**YOUR GOAL**
Your answer must be a single number: how many lines in the records include the word "further".

Stored data entries:
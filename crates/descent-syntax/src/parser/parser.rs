//! Main parser implementation.

use crate::lexer::{Lexer, TokenKind};
use crate::parser::event::Rule;
use crate::parser::sink::{EventSink, TreeSink};
use crate::parser::source::{Lookahead, TokenSource};
use crate::parser::{Parse, SyntaxError};
use drop_bomb::DropBomb;
use tracing::{debug, trace};

/// Parses source text into a syntax tree.
#[must_use]
pub fn parse(text: &str) -> Parse {
    let mut sink = TreeSink::new();
    let result = parse_tokens(Lexer::new(text), &mut sink);

    Parse {
        green_node: sink.into_green(),
        error: result.err(),
    }
}

/// Parses a statement part from `source`, reporting every recognised
/// production to `sink`.
///
/// # Errors
///
/// Returns the syntax error produced by [`EventSink::report_error`] when the
/// tokens do not match the grammar or nest deeper than [`MAX_DEPTH`] rules.
/// No events follow the report.
pub fn parse_tokens<S, K>(source: S, sink: &mut K) -> Result<(), SyntaxError>
where
    S: TokenSource,
    K: EventSink + ?Sized,
{
    Parser::new(source, sink).run()
}

/// Deepest nesting of rules a parse may reach. Entering one more rule is
/// reported as a syntax error instead of growing the call stack further.
pub const MAX_DEPTH: usize = 1024;

/// Why a production stopped.
#[derive(Debug)]
pub(crate) enum Abort {
    /// The lookahead does not fit the production. Not reported yet; the
    /// innermost enclosing rule reports it.
    Mismatch,
    /// Already reported; pass it up untouched.
    Reported(SyntaxError),
}

impl From<SyntaxError> for Abort {
    fn from(error: SyntaxError) -> Self {
        Abort::Reported(error)
    }
}

/// Outcome of a production.
pub(crate) type Step = Result<(), Abort>;

/// Outcome of a whole rule. Any failure has been reported by then.
pub(crate) type Parsed = Result<(), SyntaxError>;

/// The parser state.
pub(crate) struct Parser<S, K> {
    lookahead: Lookahead<S>,
    sink: K,
    depth: usize,
}

/// A commenced rule that still owes its `finish` event.
struct Frame {
    rule: Rule,
    bomb: DropBomb,
}

impl Frame {
    fn complete<S: TokenSource, K: EventSink>(mut self, parser: &mut Parser<S, K>) {
        self.bomb.defuse();
        parser.sink.finish(self.rule);
    }

    fn abandon(mut self) {
        self.bomb.defuse();
    }
}

impl<S: TokenSource, K: EventSink> Parser<S, K> {
    fn new(source: S, sink: K) -> Self {
        Self {
            lookahead: Lookahead::new(source),
            sink,
            depth: 0,
        }
    }

    fn run(mut self) -> Parsed {
        self.statement_part()
    }

    // =========================================================================
    // Helper Methods
    // =========================================================================

    pub(crate) fn current(&self) -> TokenKind {
        self.lookahead.kind()
    }

    pub(crate) fn at(&self, kind: TokenKind) -> bool {
        self.lookahead.kind() == kind
    }

    /// Accepts the lookahead if it is `kind` and advances past it.
    pub(crate) fn accept(&mut self, kind: TokenKind) -> Step {
        if !self.at(kind) {
            trace!(expected = %kind, found = %self.current(), "terminal mismatch");
            return Err(Abort::Mismatch);
        }

        let token = self.lookahead.current();
        trace!(terminal = %token, line = token.line, "accept");
        self.sink.accept_terminal(token);
        self.lookahead.advance();
        Ok(())
    }

    /// Runs `production` between the commence and finish events of `rule`.
    ///
    /// A mismatch inside the production is reported here, with this rule's
    /// description. An error already reported further down passes through.
    /// Either way no finish event is emitted for an aborted rule.
    pub(crate) fn rule(
        &mut self,
        rule: Rule,
        production: impl FnOnce(&mut Self) -> Step,
    ) -> Parsed {
        if self.depth >= MAX_DEPTH {
            let expected = format!("at most {MAX_DEPTH} nested rules");
            return Err(self.report(rule, &expected));
        }

        self.depth += 1;
        let frame = self.commence(rule);
        let outcome = production(self);
        self.depth -= 1;

        match outcome {
            Ok(()) => {
                frame.complete(self);
                Ok(())
            }
            Err(Abort::Mismatch) => {
                frame.abandon();
                Err(self.report(rule, rule.expected()))
            }
            Err(Abort::Reported(error)) => {
                frame.abandon();
                Err(error)
            }
        }
    }

    fn commence(&mut self, rule: Rule) -> Frame {
        self.sink.commence(rule);
        Frame {
            rule,
            bomb: DropBomb::new("rule neither finished nor abandoned"),
        }
    }

    fn report(&mut self, rule: Rule, expected: &str) -> SyntaxError {
        let token = self.lookahead.current();
        debug!(rule = rule.name(), line = token.line, found = %token.kind, "syntax error");
        self.sink.report_error(token, expected)
    }
}

#[cfg(test)]
mod tests {
    use super::*;
    use crate::lexer::Token;
    use crate::parser::event::{Event, EventLog};
    use crate::parser::source::TokenStream;

    fn log(source: &str) -> (EventLog, Result<(), SyntaxError>) {
        let mut log = EventLog::new();
        let result = parse_tokens(Lexer::new(source), &mut log);
        (log, result)
    }

    #[test]
    fn test_parse_single_assignment() {
        let parse = parse("begin x := 1 end");
        assert!(parse.ok(), "error: {:?}", parse.error());
    }

    #[test]
    fn test_parse_every_statement_form() {
        let source = r#"
begin
    x := "text";
    if a = b then y := 1 else y := 2 end if;
    while i < 10 loop i := i + 1 end loop;
    do j := j - 1 until j <= 0;
    for (k := 0; k != 5; k := k + 1) do call p(k) end loop;
    call q(a, b, c)
end
"#;
        let parse = parse(source);
        assert!(parse.ok(), "error: {:?}", parse.error());
    }

    #[test]
    fn test_missing_end_reported_once() {
        let (log, result) = log("begin x := 1");
        let error = result.unwrap_err();

        assert_eq!(log.reported(), 1);
        assert_eq!(error.expected, "statement part");
        assert_eq!(error.found, TokenKind::Eof);
        assert_eq!(
            error.to_string(),
            "Error at line: 1 | Expected: statement part | Found: end of file"
        );
    }

    #[test]
    fn test_no_events_after_report() {
        let (log, result) = log("begin x := end");
        assert!(result.is_err());

        // `end` cannot start a factor; the factor commenced last reports it.
        assert_eq!(log.events().last(), Some(&Event::Commence(Rule::Factor)));
        assert!(!log
            .events()
            .iter()
            .any(|event| matches!(event, Event::Finish(_))));
    }

    #[test]
    fn test_parse_from_token_stream() {
        let tokens = vec![
            Token::new(TokenKind::KwBegin, 1),
            Token::new(TokenKind::KwCall, 2),
            Token::with_text(TokenKind::Ident, 2, "p"),
            Token::new(TokenKind::LParen, 2),
            Token::with_text(TokenKind::Ident, 2, "a"),
            Token::new(TokenKind::RParen, 2),
            Token::new(TokenKind::KwEnd, 3),
        ];
        let mut log = EventLog::new();
        assert_eq!(parse_tokens(TokenStream::new(tokens), &mut log), Ok(()));
        assert_eq!(log.reported(), 0);
        assert_eq!(
            log.events().first(),
            Some(&Event::Commence(Rule::StatementPart))
        );
        assert_eq!(log.events().last(), Some(&Event::Finish(Rule::StatementPart)));
    }

    #[test]
    fn test_trailing_input_is_not_examined() {
        let (log, result) = log("begin x := 1 end end");
        assert_eq!(result, Ok(()));
        assert_eq!(log.reported(), 0);
    }

    #[test]
    fn test_depth_limit_reports_once() {
        let source = format!("begin x := {}1{} end", "(".repeat(2000), ")".repeat(2000));
        let (log, result) = log(&source);
        let error = result.unwrap_err();

        assert_eq!(log.reported(), 1);
        assert_eq!(error.expected, format!("at most {MAX_DEPTH} nested rules"));
        assert_eq!(error.found, TokenKind::LParen);
        assert!(!log
            .events()
            .iter()
            .any(|event| matches!(event, Event::Finish(_))));
    }

    #[test]
    fn test_tree_holds_the_accepted_terminals() {
        for source in ["begin call p(a, b) end", "begin if a = 1 then x := (2"] {
            let (log, _) = log(source);
            let terminals = log
                .events()
                .iter()
                .filter(|event| matches!(event, Event::Terminal(_)))
                .count();

            let root = parse(source).syntax();
            assert_eq!(root.kind(), crate::syntax::SyntaxKind::Root);
            let tokens = root
                .descendants_with_tokens()
                .filter(|element| element.as_token().is_some())
                .count();
            assert_eq!(tokens, terminals, "{source}");
        }
    }
}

**SOLUTION TO THIS EXERCISE**
2